Scott Hanselman

Most Common ASP.NET Support issues - Reporting from deep inside Microsoft Developer Support

May 18, '10 Comments [21] Posted in ASP.NET | Bugs
Sponsored By

Microsoft Developer Support or ("CSS" - Customer Support Services) is where you're sent within Microsoft when you've got problems. They see the most interesting bugs, thousands of issues and edge cases and collect piles of data. They report this data back to the ASP.NET team (and other teams) for product planning. Dwaine Gilmer, Principal Escalation Engineer, and I thought it would be interesting to get some of that good internal information out to you, Dear Reader. With all those cases and all the projects, there's basically two top things that cause trouble in production ASP.NET web sites. Long story short, Debug Mode and Anti-Virus software.

Thanks to Dwaine Gilmer, Doug Stewart and Finbar Ryan for their help on this post! It's all them!

#1 Issue - Configuration

Seems the #1 issue in support for problems with ASP.NET 2.x and 3.x is configuration.

Symptoms

Notes

  • OOM
  • Performance
  • High memory
  • Hangs
  • Deadlocks

There are more debug=true cases than there should be.

People continue to deploy debug versions of their sites to production. I talked about how to automatically transform your web.config and change it to a release version in my Mix talk on Web Deployment Made Awesome. If you want to save yourself a headache, release with debug=false.

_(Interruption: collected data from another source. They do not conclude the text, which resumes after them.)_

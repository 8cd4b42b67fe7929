//! Random wave-field synthesis.
//!
//! A sea state's Gaussian surface is represented as a finite sum of
//! sinusoidal components, one per frequency bin, with two independent
//! zero-mean Gaussian quadrature amplitudes per bin of variance
//! `density(f) * df`. Evaluating that sum over the centered time grid is an
//! unnormalized inverse DFT, so each output series costs one FFT instead of
//! an O(frequencies x time) double loop.
//!
//! Kinematics apply the linear-theory depth attenuation per component before
//! the transform: horizontal velocity scales each bin by
//! `omega cosh(k(z+d))/sinh(kd)` in phase with the surface, and acceleration
//! by a further `omega` in quadrature. Samples above the instantaneous
//! surface are masked to zero.
//!
//! # Conditioning
//!
//! For importance sampling the synthesizer can focus a crest of expected
//! height `a` at `t = 0`: the cosine-quadrature amplitude of every bin is
//! mean-shifted by `a * density(f) * df / m0`, which superposes the
//! spectrum-shaped mean crest on the unchanged random fluctuation. With
//! `a = 0` the draw is bit-identical to the unconditional path under the
//! same seed.
//!
//! # Determinism
//!
//! Every realization owns a `StdRng` seeded only by its own seed; identical
//! arguments reproduce bit-identical output regardless of call order or
//! parallel execution.

use crate::dispersion::{velocity_attenuation, wavenumber};
use crate::error::WaveSimError;
use crate::grid::{DepthGrid, TimeGrid};
use crate::helpers::finite_max;
use crate::matrix::TraceMatrix;
use crate::spectrum::SeaState;
use num_complex::Complex;
use rand::prelude::*;
use rand_distr::Normal;
use rustfft::FftPlanner;

/// How a realization's randomness is constrained.
#[derive(Debug, Clone, Copy, PartialEq)]
pub enum Conditioning {
    /// Plain stationary draw from the sea state.
    Unconditional,
    /// Focus a crest of expected height `a` [m] at `t = 0`, superposed on
    /// the unconditional fluctuation.
    Crest(f64),
}

impl Conditioning {
    /// The crest amplitude; zero when unconditional.
    #[inline]
    pub fn amplitude(&self) -> f64 {
        match *self {
            Conditioning::Unconditional => 0.0,
            Conditioning::Crest(a) => a,
        }
    }

    fn validate(&self) -> Result<(), WaveSimError> {
        let a = self.amplitude();
        if !a.is_finite() || a < 0.0 {
            return Err(WaveSimError::InvalidSeaState(format!(
                "conditioning amplitude must be finite and non-negative, got {}",
                a
            )));
        }
        Ok(())
    }
}

/// One finite-duration sample path of a sea state: surface elevation plus
/// horizontal velocity and acceleration at every depth level.
///
/// Kinematics matrices have one row per depth level and one column per time
/// sample. Realizations are created per Monte Carlo trial and usually
/// reduced to their maximum right away.
#[derive(Debug, Clone)]
pub struct WaveRealization {
    time: TimeGrid,
    depths: DepthGrid,
    eta: Vec<f64>,
    u: TraceMatrix,
    du: TraceMatrix,
}

impl WaveRealization {
    /// The time grid the realization is sampled on.
    #[inline]
    pub fn time(&self) -> &TimeGrid {
        &self.time
    }

    /// The depth levels kinematics are evaluated at.
    #[inline]
    pub fn depths(&self) -> &DepthGrid {
        &self.depths
    }

    /// Surface elevation [m] per time sample.
    #[inline]
    pub fn eta(&self) -> &[f64] {
        &self.eta
    }

    /// Horizontal velocity [m/s], one row per depth level.
    #[inline]
    pub fn u(&self) -> &TraceMatrix {
        &self.u
    }

    /// Horizontal acceleration [m/s^2], one row per depth level.
    #[inline]
    pub fn du(&self) -> &TraceMatrix {
        &self.du
    }

    /// Maximum surface elevation, or NaN if the record is poisoned.
    pub fn max_elevation(&self) -> f64 {
        finite_max(&self.eta)
    }
}

/// Per-bin quadrature amplitudes of one realization.
struct QuadratureDraw {
    /// Cosine-quadrature amplitudes (mean-shifted when conditioned).
    a: Vec<f64>,
    /// Sine-quadrature amplitudes.
    b: Vec<f64>,
}

fn draw_amplitudes(sea_state: &SeaState, conditioning: Conditioning, seed: u64) -> QuadratureDraw {
    let density = sea_state.density();
    let df = sea_state.grid().df();
    let m0 = sea_state.m0();
    let crest = conditioning.amplitude();

    let mut rng = StdRng::seed_from_u64(seed);
    let normal = Normal::new(0.0, 1.0).unwrap();

    let n = density.len();
    let mut a = vec![0.0; n];
    let mut b = vec![0.0; n];
    for k in 0..n {
        let bin_var = density[k] * df;
        let sd = bin_var.sqrt();
        let mean = crest * bin_var / m0;
        a[k] = mean + sd * rng.sample::<f64, _>(normal);
        b[k] = sd * rng.sample::<f64, _>(normal);
    }
    QuadratureDraw { a, b }
}

/// Evaluate `sum_k a_k cos(w_k t_j) + b_k sin(w_k t_j)` on the centered time
/// grid via one unnormalized inverse FFT.
///
/// With `t_j = (j - n/2) dt` and `w_k = 2 pi k / (n dt)`, the phase factor
/// `e^{i w_k t_j}` splits into `(-1)^k e^{2 pi i k j / n}` exactly, for any
/// record length.
fn centered_inverse_transform(coeffs: &[Complex<f64>]) -> Vec<f64> {
    let n = coeffs.len();
    let mut buf: Vec<Complex<f64>> = coeffs
        .iter()
        .enumerate()
        .map(|(k, &c)| if k % 2 == 0 { c } else { -c })
        .collect();
    let mut planner = FftPlanner::<f64>::new();
    let fft = planner.plan_fft_inverse(n);
    fft.process(&mut buf);
    buf.into_iter().map(|c| c.re).collect()
}

fn check_grids(sea_state: &SeaState, time: &TimeGrid) -> Result<(), WaveSimError> {
    if !sea_state.grid().matches_record(time) {
        return Err(WaveSimError::GridMismatch(format!(
            "sea state holds {} frequency bins at df={}, but the time grid needs {} bins at df={}",
            sea_state.grid().len(),
            sea_state.grid().df(),
            time.len(),
            1.0 / (time.len() as f64 * time.dt()),
        )));
    }
    Ok(())
}

/// Synthesize one surface-elevation record [m].
///
/// The sea state must have been evaluated on `FrequencyGrid::for_record` of
/// this time grid. This is the cheap path for crest statistics; use
/// [`synthesize_realization`] when kinematics are needed.
pub fn synthesize_elevation(
    sea_state: &SeaState,
    time: &TimeGrid,
    conditioning: Conditioning,
    seed: u64,
) -> Result<Vec<f64>, WaveSimError> {
    conditioning.validate()?;
    check_grids(sea_state, time)?;

    let draw = draw_amplitudes(sea_state, conditioning, seed);
    let coeffs: Vec<Complex<f64>> = draw
        .a
        .iter()
        .zip(draw.b.iter())
        .map(|(&a, &b)| Complex::new(a, -b))
        .collect();
    Ok(centered_inverse_transform(&coeffs))
}

/// Synthesize one full realization: elevation plus kinematics at every
/// depth level.
///
/// The depth grid must start below the still-water line; the water depth is
/// its lowest level. Levels above the instantaneous surface are masked to
/// zero velocity and acceleration.
pub fn synthesize_realization(
    sea_state: &SeaState,
    time: &TimeGrid,
    depths: &DepthGrid,
    conditioning: Conditioning,
    seed: u64,
) -> Result<WaveRealization, WaveSimError> {
    conditioning.validate()?;
    check_grids(sea_state, time)?;

    let z_values = depths.values();
    if z_values[0] >= 0.0 {
        return Err(WaveSimError::InvalidGrid(format!(
            "depth grid must start below the still-water line, got z_min = {}",
            z_values[0]
        )));
    }
    let water_depth = -z_values[0];

    let draw = draw_amplitudes(sea_state, conditioning, seed);
    let n_t = time.len();
    let n_z = z_values.len();

    let surface_coeffs: Vec<Complex<f64>> = draw
        .a
        .iter()
        .zip(draw.b.iter())
        .map(|(&a, &b)| Complex::new(a, -b))
        .collect();
    let eta = centered_inverse_transform(&surface_coeffs);

    // one dispersion solve per bin, shared by all depth levels
    let omega = sea_state.grid().angular();
    let wavenumbers: Vec<f64> = omega.iter().map(|&om| wavenumber(om, water_depth)).collect();

    let mut u = TraceMatrix::zeros(n_z, n_t);
    let mut du = TraceMatrix::zeros(n_z, n_t);
    let mut u_coeffs = vec![Complex::new(0.0, 0.0); n_t];
    let mut du_coeffs = vec![Complex::new(0.0, 0.0); n_t];

    for (i, &z) in z_values.iter().enumerate() {
        for k in 0..n_t {
            let transfer = omega[k] * velocity_attenuation(wavenumbers[k], z, water_depth);
            // velocity in phase with the surface, acceleration in quadrature
            u_coeffs[k] = Complex::new(transfer * draw.a[k], -transfer * draw.b[k]);
            du_coeffs[k] = Complex::new(
                omega[k] * transfer * draw.b[k],
                omega[k] * transfer * draw.a[k],
            );
        }
        let u_row = centered_inverse_transform(&u_coeffs);
        let du_row = centered_inverse_transform(&du_coeffs);

        let u_out = u.row_mut(i);
        for (j, &value) in u_row.iter().enumerate() {
            u_out[j] = if z > eta[j] { 0.0 } else { value };
        }
        let du_out = du.row_mut(i);
        for (j, &value) in du_row.iter().enumerate() {
            du_out[j] = if z > eta[j] { 0.0 } else { value };
        }
    }

    Ok(WaveRealization {
        time: time.clone(),
        depths: depths.clone(),
        eta,
        u,
        du,
    })
}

Additionally, if you leave debug=true on individual pages, note that this will override the application level setting.

Here's why debug="true" is bad. Seriously, we're not kidding.

  • Overrides request execution timeout making it effectively infinite
  • Disables both page and JIT compiler optimizations
  • In 1.1, leads to excessive memory usage by the CLR for debug information tracking
  • In 1.1, turns off batch compilation of dynamic pages, leading to 1 assembly per page.
  • For VB.NET code, leads to excessive usage of WeakReferences (used for edit and continue support).

An important note: Contrary to what is sometimes believed, setting retail="true" in a <deployment/> element is not a direct antidote to having debug="true"!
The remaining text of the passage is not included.